Гица всячески старался казаться равнодушным к тому, что говорил адъютант. Однако сконфуженная ухмылка выдавала его. На душе у него было муторно.
Выпалив последнюю фразу со смачным цаканьем, Лулу снова ощутил неловкость. В который уже раз ругал он себя за болтливость! Ничего не придумав, чтобы смягчить это злополучное «цак-цак-цак», он переменил тему разговора, сказав первое, что пришло ему в голову:
— Смотрю на эти люстры и удивляюсь. Какая тяжесть, а держатся на тоненьких крючках! И цепь какая толстенная!
Гица лениво запрокинул голову, безразличным взором скользнув по потолку, ничего не ответил. Мозг разъедала мысль: «Третьи с конца… Неполноценная нация! Ниже их цыгане… И кто знает, не придется ли на таком вот крючке висеть в компании с жидом и негром?» Гицу охватил страх.
Лулу вывел шефа из этого состояния, сообщив, что кондукэторул[40]
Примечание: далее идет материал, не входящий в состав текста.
use std::path::Path;

use formscan::write::{list_fields, page_boxes};

use crate::cli::OutputFormat;
use crate::shared::read_file;

pub fn run(file: &Path, format: &OutputFormat) -> Result<(), i32> {
    let pdf = read_file(file)?;
    let to_code = |e: formscan::write::WriteError| {
        eprintln!("Error: failed to read PDF: {e}");
        1
    };
    let names = list_fields(&pdf).map_err(to_code)?;
    let pages = page_boxes(&pdf).map_err(to_code)?;

    match format {
        OutputFormat::Text => {
            if names.is_empty() {
                println!("No form fields found.");
            } else {
                for name in &names {
                    println!("{name}");
                }
            }
        }
        OutputFormat::Json => {
            let sizes: Vec<serde_json::Value> = pages
                .iter()
                .map(|p| serde_json::json!({"width": p.width, "height": p.height}))
                .collect();
            let output = serde_json::json!({
                "fields": names,
                "pages": sizes,
            });
            println!("{}", serde_json::to_string_pretty(&output).unwrap_or_default());
        }
    }
    Ok(())
}
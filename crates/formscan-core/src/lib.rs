//! formscan-core: Backend-independent geometry and heuristics for finding
//! fillable regions on flat (non-interactive) PDF pages.
//!
//! Per page, horizontal fill lines are detected on a rendered raster with a
//! probabilistic Hough transform and underscore blanks are found in the
//! page text. Candidates are merged into regions, each region is named from
//! the text to its left, and the document's regions are assembled into a
//! normalised [`Blueprint`].
//!
//! This crate performs no I/O; page rasters and text tokens are supplied by
//! the caller.

pub mod blueprint;
pub mod error;
pub mod geometry;
pub mod hough;
pub mod label;
pub mod line_detector;
pub mod merge;
pub mod pipeline;
pub mod settings;
pub mod text_scan;
pub mod token;

pub use image::{GrayImage, Luma};
pub use blueprint::{Blueprint, BlueprintAssembler, FieldType, FormField};
pub use error::{AnalysisError, AnalysisResult, AnalysisWarning, WarningCode};
pub use geometry::{BBox, POINTS_PER_INCH, PageSize, Point};
pub use hough::{HoughParams, LineSegment, probabilistic_hough};
pub use label::{
    LabelOutcome, LabelSettings, UniqueNamer, associate_label, clean_label_text, context_rect,
    sanitize_field_name,
};
pub use line_detector::{LineDetection, LineDetectorSettings, LineStats, detect_lines};
pub use merge::{FieldCandidate, FieldRegion, FieldSource, merge_candidates, merge_rects};
pub use pipeline::{LabeledRegion, PageFields, PageInput, PageStats, Raster, analyze_page};
pub use settings::{HeuristicSettings, MergeSettings};
pub use text_scan::{
    TextScanSettings, UnderscorePolicy, colon_label_fields, is_colon_label, is_fill_token,
    scan_underscore_fields,
};
pub use token::TextToken;
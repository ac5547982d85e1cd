//! Per-page analysis: detectors, merge and label association for one page.

use image::GrayImage;
use tracing::{debug, warn};

use crate::error::{AnalysisResult, AnalysisWarning, WarningCode};
use crate::geometry::PageSize;
use crate::label::{LabelOutcome, associate_label};
use crate::line_detector::{LineStats, detect_lines};
use crate::merge::{FieldCandidate, FieldRegion, FieldSource, merge_candidates};
use crate::settings::HeuristicSettings;
use crate::text_scan::{colon_label_fields, scan_underscore_fields};
use crate::token::TextToken;

/// A rendered page bitmap and the resolution it was rendered at.
#[derive(Debug, Clone, PartialEq)]
pub struct Raster {
    /// Dark-on-light grayscale page image.
    pub image: GrayImage,
    pub dpi: f64,
}

impl Raster {
    pub fn new(image: GrayImage, dpi: f64) -> Self {
        Self { image, dpi }
    }
}

/// Everything the pipeline needs to know about one page.
#[derive(Debug, Clone, Copy)]
pub struct PageInput<'a> {
    /// 1-based page number.
    pub page_number: usize,
    pub size: PageSize,
    pub tokens: &'a [TextToken],
    pub raster: Option<&'a Raster>,
    /// The page embeds images. Such pages are never skipped as sparse,
    /// whether or not a raster was rendered for them.
    pub has_images: bool,
}

/// A merged region with the label read for it.
#[derive(Debug, Clone, PartialEq)]
pub struct LabeledRegion {
    pub region: FieldRegion,
    /// Human-readable label (before identifier sanitisation).
    pub label: String,
}

/// Candidate and region counts for one page.
#[derive(Debug, Clone, Copy, Default, PartialEq, Eq)]
pub struct PageStats {
    pub lines: LineStats,
    pub underscore_candidates: usize,
    pub colon_candidates: usize,
    pub merged_regions: usize,
    /// Regions dropped by the excluded-term rule.
    pub excluded: usize,
    /// True if the page was skipped before detection.
    pub skipped: bool,
}

/// Labelled regions of one page, in merge order.
#[derive(Debug, Clone, PartialEq)]
pub struct PageFields {
    pub page_number: usize,
    pub page_size: PageSize,
    pub fields: Vec<LabeledRegion>,
    pub stats: PageStats,
}

impl PageFields {
    fn empty(input: &PageInput<'_>, skipped: bool) -> Self {
        Self {
            page_number: input.page_number,
            page_size: input.size,
            fields: Vec::new(),
            stats: PageStats {
                skipped,
                ..PageStats::default()
            },
        }
    }
}

fn is_sparse(input: &PageInput<'_>, min_chars: usize) -> bool {
    if min_chars == 0 || input.has_images {
        return false;
    }
    let chars: usize = input.tokens.iter().map(|t| t.text.chars().count()).sum();
    chars < min_chars
}

/// Run line detection, text scanning, merging and label association on one
/// page.
///
/// Never fails: per-page geometry problems become warnings and the offending
/// candidate is skipped.
pub fn analyze_page(input: &PageInput<'_>, settings: &HeuristicSettings) -> AnalysisResult<PageFields> {
    let page = input.page_number;
    let mut warnings = Vec::new();

    if !input.size.is_valid() {
        warn!(page, size = ?input.size, "skipping page with invalid size");
        warnings.push(AnalysisWarning::on_page(
            WarningCode::PageSkipped,
            format!(
                "page size {}x{} is not usable",
                input.size.width, input.size.height
            ),
            page,
        ));
        return AnalysisResult::with_warnings(PageFields::empty(input, true), warnings);
    }
    if is_sparse(input, settings.sparse_page_min_chars) {
        debug!(page, "page is sparse, skipping");
        return AnalysisResult::ok(PageFields::empty(input, true));
    }

    let mut stats = PageStats::default();
    let mut candidates = Vec::new();

    if let Some(raster) = input.raster {
        let lines = detect_lines(&raster.image, raster.dpi, &settings.line, page);
        warnings.extend(lines.warnings);
        stats.lines = lines.value.stats;
        candidates.extend(
            lines
                .value
                .rects
                .into_iter()
                .map(|r| FieldCandidate::new(r, page, FieldSource::Line)),
        );
    }

    let underscores = scan_underscore_fields(input.tokens, &settings.text.underscore_policy, page);
    warnings.extend(underscores.warnings);
    stats.underscore_candidates = underscores.value.len();
    debug!(page, count = stats.underscore_candidates, "underscore fields via text search");
    candidates.extend(
        underscores
            .value
            .into_iter()
            .map(|r| FieldCandidate::new(r, page, FieldSource::Underscore)),
    );

    if settings.text.colon_label_fields {
        let colons = colon_label_fields(
            input.tokens,
            input.size.width,
            &settings.label.excluded_terms,
            page,
        );
        warnings.extend(colons.warnings);
        stats.colon_candidates = colons.value.len();
        candidates.extend(
            colons
                .value
                .into_iter()
                .map(|r| FieldCandidate::new(r, page, FieldSource::ColonLabel)),
        );
    }

    let merged = merge_candidates(&candidates, settings.merge.tolerance, page);
    warnings.extend(merged.warnings);
    stats.merged_regions = merged.value.len();
    debug!(page, count = stats.merged_regions, "potential fields after merging");

    let mut fields = Vec::with_capacity(merged.value.len());
    for region in merged.value {
        match associate_label(
            &region,
            input.tokens,
            &settings.text.underscore_policy,
            &settings.label,
        ) {
            LabelOutcome::Named(label) | LabelOutcome::Fallback(label) => {
                fields.push(LabeledRegion { region, label });
            }
            LabelOutcome::Excluded(label) => {
                debug!(page, %label, "dropping region with excluded label");
                stats.excluded += 1;
            }
        }
    }

    AnalysisResult::with_warnings(
        PageFields {
            page_number: page,
            page_size: input.size,
            fields,
            stats,
        },
        warnings,
    )
}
прошел в гостиную, чтобы продолжить совещание.Заримба скосил глубоко сидящие маленькие глазки в сторону удалявшегося Хории Симы. Кончик его языка неутомимо забегал по едва приоткрытым узким бесцветным губам, лицо исказилось гримасой злобы, подступившей к горлу так же безудержно, как переливает через край вскипевшее на большом огне молоко. Сузив глаза, он пристально посмотрел на стройного, с красивым лицом адъютанта, все еще разглядывавшего огромные люстры. «Много знает… — подумал о нем Гица. — Не пора ли упаковать его и отправить на какую-нибудь товарную станцию?»